Sen. Kay Bailey Hutchison says if the space shuttle program is retired, Russia and China will be the only countries capable of launching humans into space

Pushing a plan that would land astronauts on Mars within the next 30 years, President Barack Obama envisions private companies ferrying American astronauts to the International Space Station until rockets are devised to reach deep space.

Not thrilled: U.S. Sen. Kay Bailey Hutchison, R-Texas and the ranking member of the U.S. Senate Committee on Commerce, Science and Transportation. Hutchison recently blasted a budget request Obama sent to Congress that effectively dashes hopes of funding additional space shuttle flights after the last mission slated for the end of this year. The station has been orbiting Earth some two hundred miles up since 1998.

"We must close the gap in U.S. human space flight or face the reality that we will be totally dependent on Russia for access to space until the next generation of space vehicle is developed," Hutchison said in a March 3 press release. "If the space shuttle program is terminated, Russia and China will be the only nations in the world with the capability to launch humans into space."
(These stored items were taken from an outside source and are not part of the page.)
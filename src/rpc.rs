//! Client transport for the remote keyword library.
//!
//! Every call is an independent exchange over its own TCP connection:
//!
//! ```text
//! ┌─────────────────┐        one TCP connection        ┌─────────────────────┐
//! │  NetworkLibrary │  ─── request JSON + "\n" ──────► │  remote keyword     │
//! │   (RpcClient)   │  ◄── response JSON (no framing)  │  library server     │
//! └─────────────────┘                                  └─────────────────────┘
//! ```
//!
//! # Protocol
//!
//! ```text
//! {"method":"run_keyword","args":["Ping Test",["h1","8.8.8.8","default",5]],"kwargs":{}}\n
//! {"status":"PASS","return":{"sent":5,"received":5}}
//! ```
//!
//! The response has no length prefix; see [`read_message`] for how its end
//! is detected.
//!
//! # Usage
//!
//! ```ignore
//! use netlib_rpc::rpc::RpcClient;
//! use netlib_rpc::ClientConfig;
//!
//! let client = RpcClient::new(ClientConfig::from_env()?);
//! let names = client.get_keyword_names().await?;
//! ```

mod client;
mod codec;
mod error;
mod framing;
mod session;

pub use client::RpcClient;
pub use codec::{RequestEnvelope, ResponseEnvelope, GET_KEYWORD_NAMES, RUN_KEYWORD, STATUS_PASS};
pub use error::{Phase, RpcError, UNKNOWN_REMOTE_ERROR};
pub use framing::{read_message, write_message};
pub use session::Session;
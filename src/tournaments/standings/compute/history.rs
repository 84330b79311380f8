use std::collections::HashMap;

use indexmap::IndexMap;

use crate::tournaments::rounds::results::TeamResult;

/// The result rows of each team, after the division filter has been applied.
///
/// Teams are kept in the order in which they first appear as `team_id` in
/// the input; this order is the final tiebreak of the standings.
pub struct TeamHistory<'r> {
    pub rows_of_team: IndexMap<&'r str, Vec<&'r TeamResult>>,
}

impl<'r> TeamHistory<'r> {
    /// Groups `results` by team.
    ///
    /// With a `division`, a team belongs to the division named by its first
    /// tagged row. Only teams in the division are kept. A row is only kept
    /// if it is not tagged with another division and its opponent (when
    /// there is one) is in the division too, so a cross-division match
    /// counts for neither side. Untagged rows inherit the team's division.
    pub fn build(results: &'r [TeamResult], division: Option<&str>) -> Self {
        let Some(division) = division else {
            let mut rows_of_team: IndexMap<&str, Vec<&TeamResult>> =
                IndexMap::new();
            for row in results {
                rows_of_team
                    .entry(row.team_id.as_str())
                    .or_default()
                    .push(row);
            }
            return Self { rows_of_team };
        };

        let mut division_of_team: HashMap<&str, &str> = HashMap::new();
        for row in results {
            if let Some(tag) = &row.division {
                division_of_team.entry(row.team_id.as_str()).or_insert(tag);
            }
        }
        let in_division =
            |team: &str| division_of_team.get(team) == Some(&division);

        let mut rows_of_team: IndexMap<&str, Vec<&TeamResult>> =
            IndexMap::new();
        let mut excluded = 0;
        for row in results {
            if !in_division(&row.team_id) {
                continue;
            }

            let entry = rows_of_team.entry(row.team_id.as_str()).or_default();
            let tagged_elsewhere =
                row.division.as_deref().is_some_and(|tag| tag != division);
            let opponent_elsewhere = row
                .opponent_id
                .as_deref()
                .is_some_and(|opponent| !in_division(opponent));
            if tagged_elsewhere || opponent_elsewhere {
                excluded += 1;
            } else {
                entry.push(row);
            }
        }

        if excluded > 0 {
            tracing::debug!(
                "Excluded {excluded} rows from division {division}"
            );
        }

        Self { rows_of_team }
    }

    pub fn teams(&self) -> impl Iterator<Item = &'r str> + '_ {
        self.rows_of_team.keys().copied()
    }

    pub fn rows_considered(&self) -> usize {
        self.rows_of_team.values().map(Vec::len).sum()
    }

    /// Opponents faced by `team`, once per round in which they met.
    pub fn opponents_of(
        &self,
        team: &str,
    ) -> impl Iterator<Item = &'r str> + '_ {
        self.rows_of_team
            .get(team)
            .into_iter()
            .flatten()
            .copied()
            .filter_map(|row| row.opponent_id.as_deref())
    }
}
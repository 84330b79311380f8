//! Pairing and standings computation for debate and speech tournaments.
//!
//! Everything in [`tournaments`] is a pure function of its inputs: callers
//! fetch team records, result rows and judge lists from wherever they keep
//! them, and persist whatever comes back.

pub mod config;
#[cfg(any(test, feature = "fuzzing"))]
pub mod test;
pub mod tournaments;
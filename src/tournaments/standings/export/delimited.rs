//! CSV export.

use std::io::Write;

use crate::tournaments::standings::export::{ExportError, Tabular};

/// Writes a header row followed by one row per ranked entry.
pub fn write<T: Tabular + ?Sized>(
    table: &T,
    out: impl Write,
) -> Result<(), ExportError> {
    let mut writer = csv::Writer::from_writer(out);

    writer.write_record(table.headers())?;
    for row in table.rows() {
        writer.write_record(row.iter().map(|cell| cell.to_string()))?;
    }
    writer.flush()?;

    Ok(())
}

pub fn to_string<T: Tabular + ?Sized>(
    table: &T,
) -> Result<String, ExportError> {
    let mut buf = Vec::new();
    write(table, &mut buf)?;
    // every cell started out as a `String`
    Ok(String::from_utf8_lossy(&buf).into_owned())
}
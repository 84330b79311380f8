//! Command-line front end: reads teams and results from files, runs one
//! computation and writes the result to stdout or a file.

use std::{
    fs::File,
    io::{BufReader, Write},
    path::{Path, PathBuf},
};

use anyhow::{Context, Result, bail};
use chrono::Utc;
use clap::{Args, Parser, Subcommand, ValueEnum};
use serde::de::DeserializeOwned;
use tabulator::{
    config::{Config, init_tracing},
    tournaments::{
        config::{PairingMethod, SpeakerAwardsConfig, SpeaksAggregation},
        participants::{JudgeProfile, Room},
        rounds::{
            draws::{
                Draw,
                drawalgs::{DrawInput, elim, swiss},
                print as draw_print,
            },
            results::{
                ResultSet, TeamResult, speaker_scores_from_csv,
                team_results_from_csv,
            },
        },
        standings::{
            breaks::{breaking_teams, seed_break},
            compute::TeamStandings,
            export::{
                Tabular, delimited, json::JsonExport, print, spreadsheet,
            },
            speakers::SpeakerStandings,
        },
        teams::{SeededTeam, TeamRecord},
    },
};

#[derive(Parser)]
#[command(version, about = "Draws and tabs for debate tournaments")]
struct Cli {
    /// TOML file with tournament settings. Flags override it.
    #[arg(long, global = true)]
    config: Option<PathBuf>,
    /// Log more (repeat for more detail). `RUST_LOG` takes precedence.
    #[arg(short, long, action = clap::ArgAction::Count, global = true)]
    verbose: u8,
    #[command(subcommand)]
    command: Command,
}

#[derive(Subcommand)]
enum Command {
    /// Draws the next preliminary round.
    Swiss {
        /// JSON array of team records. Defaults to the standings computed
        /// from the results.
        #[arg(long)]
        teams: Option<PathBuf>,
        #[command(flatten)]
        results: ResultsArgs,
        #[command(flatten)]
        allocation: AllocationArgs,
        #[arg(long)]
        method: Option<PairingMethod>,
        /// Seed for the `random` method.
        #[arg(long)]
        seed: Option<u64>,
        #[arg(long, value_enum, default_value_t = DrawFormat::Json)]
        format: DrawFormat,
        #[arg(long, short)]
        output: Option<PathBuf>,
    },
    /// Draws the first round of an elimination bracket.
    Elim {
        /// JSON array of seeded teams. Defaults to seeding the break from
        /// the results.
        #[arg(long)]
        seeds: Option<PathBuf>,
        #[command(flatten)]
        results: ResultsArgs,
        #[command(flatten)]
        allocation: AllocationArgs,
        #[arg(long)]
        break_size: Option<usize>,
        #[arg(long, value_enum, default_value_t = DrawFormat::Json)]
        format: DrawFormat,
        #[arg(long, short)]
        output: Option<PathBuf>,
    },
    /// Ranks the teams.
    Standings {
        #[command(flatten)]
        results: ResultsArgs,
        #[arg(long)]
        speaks: Option<SpeaksAggregation>,
        #[arg(long)]
        division: Option<String>,
        #[command(flatten)]
        export: ExportArgs,
    },
    /// Ranks individual speakers.
    Speakers {
        #[command(flatten)]
        results: ResultsArgs,
        #[arg(long)]
        division: Option<String>,
        #[arg(long)]
        drop_high: Option<usize>,
        #[arg(long)]
        drop_low: Option<usize>,
        #[arg(long)]
        top: Option<usize>,
        /// Leave out speakers whose team breaks.
        #[arg(long)]
        exclude_breaking: bool,
        #[arg(long)]
        break_size: Option<usize>,
        #[command(flatten)]
        export: ExportArgs,
    },
    /// Lists the breaking teams with their seeds.
    Break {
        #[command(flatten)]
        results: ResultsArgs,
        #[arg(long)]
        size: Option<usize>,
        #[arg(long, short)]
        output: Option<PathBuf>,
    },
}

#[derive(Args)]
struct ResultsArgs {
    /// JSON array of tagged result records.
    #[arg(long)]
    results: Option<PathBuf>,
    /// CSV table of team results.
    #[arg(long)]
    team_csv: Option<PathBuf>,
    /// CSV table of speaker scores.
    #[arg(long)]
    speaker_csv: Option<PathBuf>,
}

#[derive(Args)]
struct AllocationArgs {
    /// JSON array of judges, sorted by `position` before allocation.
    #[arg(long)]
    judges: Option<PathBuf>,
    /// JSON array of rooms, allocated in order.
    #[arg(long)]
    rooms: Option<PathBuf>,
}

#[derive(Args)]
struct ExportArgs {
    #[arg(long, value_enum, default_value_t = Format::Csv)]
    format: Format,
    /// Where to write the output. Defaults to stdout.
    #[arg(long, short)]
    output: Option<PathBuf>,
}

#[derive(ValueEnum, Clone, Copy, PartialEq, Eq)]
enum Format {
    Csv,
    Json,
    Xlsx,
    Html,
}

#[derive(ValueEnum, Clone, Copy, PartialEq, Eq)]
enum DrawFormat {
    Json,
    Html,
}

fn read_json<T: DeserializeOwned>(path: &Path) -> Result<T> {
    let file = File::open(path)
        .with_context(|| format!("could not open {}", path.display()))?;
    serde_json::from_reader(BufReader::new(file))
        .with_context(|| format!("could not parse {}", path.display()))
}

impl ResultsArgs {
    fn load(&self) -> Result<ResultSet> {
        let mut set = match &self.results {
            Some(path) => {
                let file = File::open(path).with_context(|| {
                    format!("could not open {}", path.display())
                })?;
                ResultSet::from_json_reader(BufReader::new(file))
                    .with_context(|| format!("in {}", path.display()))?
            }
            None => ResultSet::default(),
        };

        if let Some(path) = &self.team_csv {
            let file = File::open(path)
                .with_context(|| format!("could not open {}", path.display()))?;
            set.team_results.extend(
                team_results_from_csv(BufReader::new(file))
                    .with_context(|| format!("in {}", path.display()))?,
            );
        }
        if let Some(path) = &self.speaker_csv {
            let file = File::open(path)
                .with_context(|| format!("could not open {}", path.display()))?;
            set.speaker_scores.extend(
                speaker_scores_from_csv(BufReader::new(file))
                    .with_context(|| format!("in {}", path.display()))?,
            );
        }

        Ok(set)
    }
}

impl AllocationArgs {
    fn load(&self) -> Result<(Vec<JudgeProfile>, Vec<Room>)> {
        let judges: Vec<JudgeProfile> = match &self.judges {
            Some(path) => read_json(path)?,
            None => Vec::new(),
        };
        let rooms = match &self.rooms {
            Some(path) => read_json(path)?,
            None => Vec::new(),
        };
        Ok((JudgeProfile::in_assignment_order(&judges), rooms))
    }
}

fn write_output(output: Option<&Path>, bytes: &[u8]) -> Result<()> {
    match output {
        Some(path) => std::fs::write(path, bytes)
            .with_context(|| format!("could not write {}", path.display())),
        None => {
            let mut stdout = std::io::stdout().lock();
            stdout.write_all(bytes)?;
            stdout.flush()?;
            Ok(())
        }
    }
}

fn export<T: Tabular + JsonExport>(
    table: &T,
    title: &str,
    args: &ExportArgs,
) -> Result<()> {
    let bytes = match args.format {
        Format::Csv => delimited::to_string(table)?.into_bytes(),
        Format::Json => table.to_json(Utc::now())?.into_bytes(),
        Format::Xlsx => spreadsheet::to_bytes(table)?,
        Format::Html => print::to_html(table, title).into_bytes(),
    };
    write_output(args.output.as_deref(), &bytes)
}

fn write_draw(
    draw: &Draw,
    title: &str,
    format: DrawFormat,
    output: Option<&Path>,
) -> Result<()> {
    let text = match format {
        DrawFormat::Json => serde_json::to_string_pretty(draw)?,
        DrawFormat::Html => draw_print::to_html(draw, title),
    };
    write_output(output, text.as_bytes())
}

fn override_pairing(
    config: &mut Config,
    method: Option<PairingMethod>,
    seed: Option<u64>,
) {
    if let Some(method) = method {
        config.pairing.method = method;
    }
    if seed.is_some() {
        config.pairing.seed = seed;
    }
}

fn override_standings(
    config: &mut Config,
    speaks: Option<SpeaksAggregation>,
    division: Option<String>,
) {
    if let Some(speaks) = speaks {
        config.standings.speaks = speaks;
    }
    if division.is_some() {
        config.standings.division = division;
    }
}

/// Flags given to `speakers`. Unset flags keep the configured value.
#[derive(Default)]
struct SpeakerOverrides {
    division: Option<String>,
    drop_high: Option<usize>,
    drop_low: Option<usize>,
    top: Option<usize>,
    exclude_breaking: bool,
    break_size: Option<usize>,
}

/// Merges the flags into the configured speaker settings and, when
/// breaking teams are excluded, fills in the break from `team_results`.
fn speaker_awards_config(
    config: &Config,
    overrides: SpeakerOverrides,
    team_results: &[TeamResult],
) -> Result<SpeakerAwardsConfig> {
    let mut speakers = config.speakers.clone();
    if overrides.division.is_some() {
        speakers.division = overrides.division;
    }
    if let Some(drop_high) = overrides.drop_high {
        speakers.drop_high = drop_high;
    }
    if let Some(drop_low) = overrides.drop_low {
        speakers.drop_low = drop_low;
    }
    if overrides.top.is_some() {
        speakers.top = overrides.top;
    }
    speakers.exclude_breaking |= overrides.exclude_breaking;

    if speakers.exclude_breaking {
        if team_results.is_empty() {
            bail!(
                "excluding breaking teams needs team results to work out \
                 the break"
            );
        }
        let standings = TeamStandings::compute(team_results, &config.standings);
        speakers.breaking_teams = breaking_teams(
            &standings,
            overrides.break_size.unwrap_or(config.breaks.size),
        );
    }

    Ok(speakers)
}

fn main() -> Result<()> {
    let cli = Cli::parse();
    init_tracing(cli.verbose);

    let mut config = match &cli.config {
        Some(path) => Config::load(path)?,
        None => Config::default(),
    };

    match cli.command {
        Command::Swiss {
            teams,
            results,
            allocation,
            method,
            seed,
            format,
            output,
        } => {
            override_pairing(&mut config, method, seed);

            let teams: Vec<TeamRecord> = match teams {
                Some(path) => read_json(&path)?,
                None => {
                    let results = results.load()?;
                    TeamStandings::compute(
                        &results.team_results,
                        &config.standings,
                    )
                    .team_records()
                }
            };
            let (judges, rooms) = allocation.load()?;

            let mut rng = config.pairing.rng();
            let draw = swiss::make_draw(
                &DrawInput::new(&teams).judges(&judges).rooms(&rooms),
                config.pairing.method,
                &mut rng,
            );

            write_draw(&draw, "Draw", format, output.as_deref())
        }
        Command::Elim {
            seeds,
            results,
            allocation,
            break_size,
            format,
            output,
        } => {
            let seeds: Vec<SeededTeam> = match seeds {
                Some(path) => read_json(&path)?,
                None => {
                    let results = results.load()?;
                    let standings = TeamStandings::compute(
                        &results.team_results,
                        &config.standings,
                    );
                    seed_break(
                        &standings,
                        break_size.unwrap_or(config.breaks.size),
                    )
                }
            };
            let (judges, rooms) = allocation.load()?;

            let draw = elim::make_draw(&seeds, &judges, &rooms);
            write_draw(&draw, "Elimination draw", format, output.as_deref())
        }
        Command::Standings {
            results,
            speaks,
            division,
            export: export_args,
        } => {
            override_standings(&mut config, speaks, division);

            let results = results.load()?;
            let standings = TeamStandings::compute(
                &results.team_results,
                &config.standings,
            );
            export(&standings, "Team standings", &export_args)
        }
        Command::Speakers {
            results,
            division,
            drop_high,
            drop_low,
            top,
            exclude_breaking,
            break_size,
            export: export_args,
        } => {
            let results = results.load()?;
            let speakers = speaker_awards_config(
                &config,
                SpeakerOverrides {
                    division,
                    drop_high,
                    drop_low,
                    top,
                    exclude_breaking,
                    break_size,
                },
                &results.team_results,
            )?;

            let standings =
                SpeakerStandings::compute(&results.speaker_scores, &speakers);
            export(&standings, "Speaker awards", &export_args)
        }
        Command::Break {
            results,
            size,
            output,
        } => {
            let results = results.load()?;
            let standings = TeamStandings::compute(
                &results.team_results,
                &config.standings,
            );
            let seeds =
                seed_break(&standings, size.unwrap_or(config.breaks.size));

            let json = serde_json::to_string_pretty(&seeds)?;
            write_output(output.as_deref(), json.as_bytes())
        }
    }
}
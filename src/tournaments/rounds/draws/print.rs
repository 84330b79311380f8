//! Print-ready rendering of a draw.

use hypertext::prelude::*;

use crate::tournaments::rounds::{draws::Draw, side_names::Side};

pub struct DrawTable<'r> {
    pub draw: &'r Draw,
    pub title: &'r str,
}

impl<'r> Renderable for DrawTable<'r> {
    fn render_to(
        &self,
        buffer: &mut hypertext::Buffer<hypertext::context::Node>,
    ) {
        maud! {
            h2 { (self.title) }
            table class="table draw" {
                thead {
                    tr {
                        th scope="col" { "Room" }
                        th scope="col" { (Side::Aff.name(false)) }
                        th scope="col" { (Side::Neg.name(false)) }
                        th scope="col" { "Judge" }
                    }
                }
                tbody {
                    @for proposal in &self.draw.proposals {
                        tr {
                            td { (proposal.room.as_deref().unwrap_or("TBA")) }
                            td { (proposal.team_of_side(Side::Aff)) }
                            td { (proposal.team_of_side(Side::Neg)) }
                            td {
                                (proposal.judge_id.as_deref().unwrap_or("TBA"))
                            }
                        }
                    }
                }
            }
            @if let Some(bye) = &self.draw.bye {
                p class="bye" {
                    "Bye: " (bye)
                }
            }
        }
        .render_to(buffer);
    }
}

/// Renders the draw as an HTML fragment suitable for printing straight from
/// a browser.
pub fn to_html(draw: &Draw, title: &str) -> String {
    DrawTable { draw, title }.render().into_inner()
}
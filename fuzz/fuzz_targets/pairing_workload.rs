//! See [`tabulator::test::pairing_workload`] for documentation.

#![no_main]

use libfuzzer_sys::fuzz_target;
use tabulator::test::pairing_workload::Workload;

fuzz_target!(|data: Workload| {
    data.run();
});
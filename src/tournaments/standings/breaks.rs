//! Selecting the teams which advance to elimination rounds.

use crate::tournaments::{
    standings::compute::TeamStandings, teams::SeededTeam,
};

/// The ids of the top `size` teams. If fewer teams have a standing, all of
/// them break.
pub fn breaking_teams(standings: &TeamStandings, size: usize) -> Vec<String> {
    standings
        .ranked
        .iter()
        .take(size)
        .map(|standing| standing.team_id.clone())
        .collect()
}

/// Seeds the top `size` teams for the first elimination round. A team's seed
/// is its rank.
pub fn seed_break(standings: &TeamStandings, size: usize) -> Vec<SeededTeam> {
    standings
        .ranked
        .iter()
        .take(size)
        .map(|standing| SeededTeam {
            team_id: standing.team_id.clone(),
            seed: standing.rank as u32,
        })
        .collect()
}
Hutchison introduced legislation the same day to delay the shuttle program's retirement until the United States develops its next-generation space vehicle.

"The Administration proposes to retire the shuttle as scheduled while discontinuing years of work on development of a new launch vehicle and provides no short term solution to deliver critical equipment and components to the International Space Station that are essential to extending the life of the station until 2020," according to the press release.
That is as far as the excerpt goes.